The Harris I Papyrus, also known as the Great Harris Papyrus, is an ancient Egyptian text dating to the reign of Ramesses III. Its technical designation is "Papyrus British Museum EA 9999". At 41 metres (136 ft) long, it is the longest known papyrus from Egypt and contains approximately 1,500 lines of text." It dates to the 20th Dynasty and recalls the end of the 19th.

Almost all the papyri in Harris's collection come from the same find, dating to the 20th Dynasty. The Arab seekers who presented them to Harris in 1855 showed him a sackful of papyri which they claimed had been found by them at the foot of the southern escarpment of the small valley that leads from Medinet Habu (Note: The house of the king, Ra-user-ma, beloved of Amen the living, in the house of Amen ),
to Deir el-Medina in the same cache, a sort of cave twenty feet below a layer of clay mixed with pottery shards, where the bundle of twenty papyri had been found. (Note: The "Harris Magical Papyrus" was also find there.)
The papyrus labelled Harris 1 was the longest of them and relatively well preserved. It is probable that this mass of papyri came from the archives of the temple of Medinet Habu, the administrative center of Ramesses III.

The papyrus consists of 79 long pages of beautiful hieratic script; the first gives the date, which is the 32nd year of the reign of Ramses III; this is the earliest date of that reign that we do not yet know with certainty. The following pages list the pious foundations of Ramsses III in all parts of Egypt and the considerable wealth which this pharaoh bestowed on each of the principal temples. In the last five pages the king himself gives a historical account of the events of his reign. The pharaoh's speech contains fifteen paragraphs, which have been translated and discussed separately.

The historical reflections at the end of the scroll include an account of a civil war erupting in the 19th dynasty and leading to the foundation of a 20th dynasty Egypt, coming to a climax with an encounter between the Pharaonic army and an invasion of the Sea-Peoples who join together with an uprising of slaves in battle with the Pharaoh on the coast of Egypt. Similarities and differences between this section of the scroll and accounts of the Exodus, and of Oserseph's rebellion in Manetho, have sometimes been remarked upon.

==Text processing==
The greater portion of the text has already been translated and has appeared in print. The historical portion was published by Eisenlohr and Chabas the whole, except the lists of objects given to the temples, by Erman.
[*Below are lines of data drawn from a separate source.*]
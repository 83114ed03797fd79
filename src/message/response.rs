//! Response values.
//!
//! # Design Decisions
//! - For any status other than 200/201/204, the supplied content doubles as the reason
//!   phrase (falling back to the standard phrase when empty) and as the body
//! - `Content-Type` and `Content-Length` are synthesized at construction
//! - Rendering rewinds the body and copies it out in bounded chunks

use std::io::Write;
use std::sync::Arc;

use serde::Serialize;

use crate::message::error::{MessageError, MessageResult};
use crate::message::message::{HttpMessage, Message};
use crate::message::stream::Stream;

/// Chunk size used by [`Response::render`].
pub const RENDER_CHUNK_SIZE: usize = 8192;

/// Standard reason phrase for `code`, empty when unknown.
pub fn default_reason_phrase(code: u16) -> &'static str {
    match code {
        200 => "OK",
        201 => "Created",
        204 => "No Content",
        301 => "Moved Permanently",
        302 => "Found",
        304 => "Not Modified",
        400 => "Bad Request",
        401 => "Unauthorized",
        403 => "Forbidden",
        404 => "Not Found",
        405 => "Method Not Allowed",
        419 => "Request Expired",
        422 => "Unprocessable Content",
        429 => "Too Many Requests",
        500 => "Internal Server Error",
        502 => "Bad Gateway",
        503 => "Service Unavailable",
        504 => "Gateway Timeout",
        _ => "",
    }
}

fn is_success(code: u16) -> bool {
    matches!(code, 200 | 201 | 204)
}

fn validate_status(code: u16) -> MessageResult<()> {
    if !(100..=599).contains(&code) {
        return Err(MessageError::Response(format!("Invalid HTTP status code {code}.")));
    }
    Ok(())
}

/// An HTTP response.
#[derive(Debug, Clone)]
pub struct Response {
    message: Message,
    status: u16,
    reason_phrase: String,
}

impl Response {
    pub fn new(content: impl Into<String>, status: u16, content_type: &str) -> MessageResult<Self> {
        validate_status(status)?;
        let content = content.into();

        let (payload, reason_phrase) = if is_success(status) {
            (content, String::new())
        } else {
            let reason = if content.is_empty() {
                default_reason_phrase(status).to_string()
            } else {
                content
            };
            (reason.clone(), reason)
        };

        let body = Stream::temp("w+b")?;
        body.write(payload.as_bytes())?;

        let mut message = Message::empty().with_body(Arc::new(body));
        let headers = message
            .headers()
            .with("Content-Type", vec![content_type.to_string()])?
            .with("Content-Length", vec![payload.len().to_string()])?;
        *message.headers_mut() = headers;

        Ok(Self {
            message,
            status,
            reason_phrase,
        })
    }

    /// `text/html` response.
    pub fn html(content: impl Into<String>, status: u16) -> MessageResult<Self> {
        Self::new(content, status, "text/html")
    }

    /// `application/json` response holding the serialized `value`.
    pub fn json<T: Serialize + ?Sized>(value: &T, status: u16) -> MessageResult<Self> {
        let content = serde_json::to_string(value)
            .map_err(|e| MessageError::Response(format!("The body could not be encoded: {e}")))?;
        Self::new(content, status, "application/json")
    }

    pub fn status_code(&self) -> u16 {
        self.status
    }

    pub fn reason_phrase(&self) -> &str {
        if self.reason_phrase.is_empty() {
            default_reason_phrase(self.status)
        } else {
            &self.reason_phrase
        }
    }

    /// New response with `code`; an empty `reason` selects the standard phrase.
    pub fn with_status(&self, code: u16, reason: &str) -> MessageResult<Self> {
        validate_status(code)?;
        let mut next = self.clone();
        next.status = code;
        next.reason_phrase = if reason.is_empty() {
            default_reason_phrase(code).to_string()
        } else {
            reason.to_string()
        };
        Ok(next)
    }

    /// Rewind the body and copy it to `out`.
    pub fn render<W: Write>(&self, out: &mut W) -> MessageResult<()> {
        self.render_with_chunk_size(out, RENDER_CHUNK_SIZE)
    }

    pub fn render_with_chunk_size<W: Write>(&self, out: &mut W, chunk_size: usize) -> MessageResult<()> {
        let body = self.body();
        if body.is_seekable() {
            body.rewind()?;
        }
        while !body.eof() {
            let chunk = body.read(chunk_size)?;
            if chunk.is_empty() {
                break;
            }
            out.write_all(&chunk).map_err(MessageError::StreamIo)?;
        }
        out.flush().map_err(MessageError::StreamIo)
    }
}

impl HttpMessage for Response {
    fn message(&self) -> &Message {
        &self.message
    }

    fn message_mut(&mut self) -> &mut Message {
        &mut self.message
    }
}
The facsimile of the text and all plates of the hieratic text was published by Birch 1876. The dictionary of the Harris Papyrus elaboreted by Karl Piehl.

The text on the 79 plates can be distinguished into three groups:

A: Prayers to gods, followed by a narration of the main buildings and gifts;

B: The wealth of the temples;
- taxes of the subjects;
- royal gifts;
- sacrificial grain for the festivals;
- offerings for the festivals instituted by the king;
- Nile god offerings;
- idols dedicated by private individuals and entrusted by the king to Amun.
C: The closing prayer & historical recollections

==The assets and income of the temples==
The balance of assets focuses on three influential temples in Thebes dedicated to the god Amun (tablets 2-23), the temple in Heliopolis to the god Ra (tablets 24–42) and the temple in Memphis (tablets 43-56). It is substantively concentrated in three groups:
- Compilation of the possessions, livestock, gardens, fields, ships, shipyards, and local chieftains that the Pharaoh gave to the house of the god as a perpetual possession.
- Mandatory deliveries, dues from all subjects of the temples, which the king has given to their treasuries, storehouses, and barns as their annual tax."
- The things, livestock, gardens, fields, ships, shipyards, towns, and all (other) things that the king gave to the gods of Upper and Lower Egypt.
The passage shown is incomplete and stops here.